Stored records
* * * * * * * * *
use thiserror::Error;

use crate::status::ErrorKind;

/// Errors surfaced by the NameSilo client.
///
/// `Api` is the vendor telling us the operation failed; everything else is
/// a fault in the exchange itself. Errors propagate unchanged to the
/// original caller; nothing in this crate retries or recovers locally.
#[derive(Error, Debug, Clone)]
pub enum NameSiloError {
    /// The API endpoint answered with a non-200 HTTP status.
    #[error("API responded with status code: {0}")]
    Transport(u16),

    /// The HTTP exchange itself failed (connect, TLS, body read).
    #[error("HTTP request failed: {0}")]
    Http(String),

    /// The reply body was not well-formed XML, or the envelope carried no
    /// numeric status code.
    #[error("Malformed API reply: {0}")]
    MalformedReply(String),

    /// The reply carried a status code missing from the status table. This
    /// is a library/vendor mismatch, not a business failure.
    #[error("Unknown API status code: {0}")]
    UnknownStatusCode(u32),

    /// A field the caller projects was absent from a successful reply.
    #[error("Missing field in API reply: {0}")]
    MissingField(String),

    /// A documented failure reported by the vendor. The message is either
    /// the vendor-supplied detail or the documented text for the code,
    /// depending on the code's family — never both.
    #[error("{message}")]
    Api {
        code: u32,
        kind: ErrorKind,
        message: String,
    },
}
* * * * * * * * *
_YOUR ASSIGNMENT_
Line by line, retype the records with no changes.

_OUTPUT BELOW_
use thiserror::Error;

use crate::status::ErrorKind;

/// Errors surfaced by the NameSilo client.
///
/// `Api` is the vendor telling us the operation failed; everything else is
/// a fault in the exchange itself. Errors propagate unchanged to the
/// original caller; nothing in this crate retries or recovers locally.
#[derive(Error, Debug, Clone)]
pub enum NameSiloError {
    /// The API endpoint answered with a non-200 HTTP status.
    #[error("API responded with status code: {0}")]
    Transport(u16),

    /// The HTTP exchange itself failed (connect, TLS, body read).
    #[error("HTTP request failed: {0}")]
    Http(String),

    /// The reply body was not well-formed XML, or the envelope carried no
    /// numeric status code.
    #[error("Malformed API reply: {0}")]
    MalformedReply(String),

    /// The reply carried a status code missing from the status table. This
    /// is a library/vendor mismatch, not a business failure.
    #[error("Unknown API status code: {0}")]
    UnknownStatusCode(u32),

    /// A field the caller projects was absent from a successful reply.
    #[error("Missing field in API reply: {0}")]
    MissingField(String),

    /// A documented failure reported by the vendor. The message is either
    /// the vendor-supplied detail or the documented text for the code,
    /// depending on the code's family — never both.
    #[error("{message}")]
    Api {
        code: u32,
        kind: ErrorKind,
        message: String,
    },
}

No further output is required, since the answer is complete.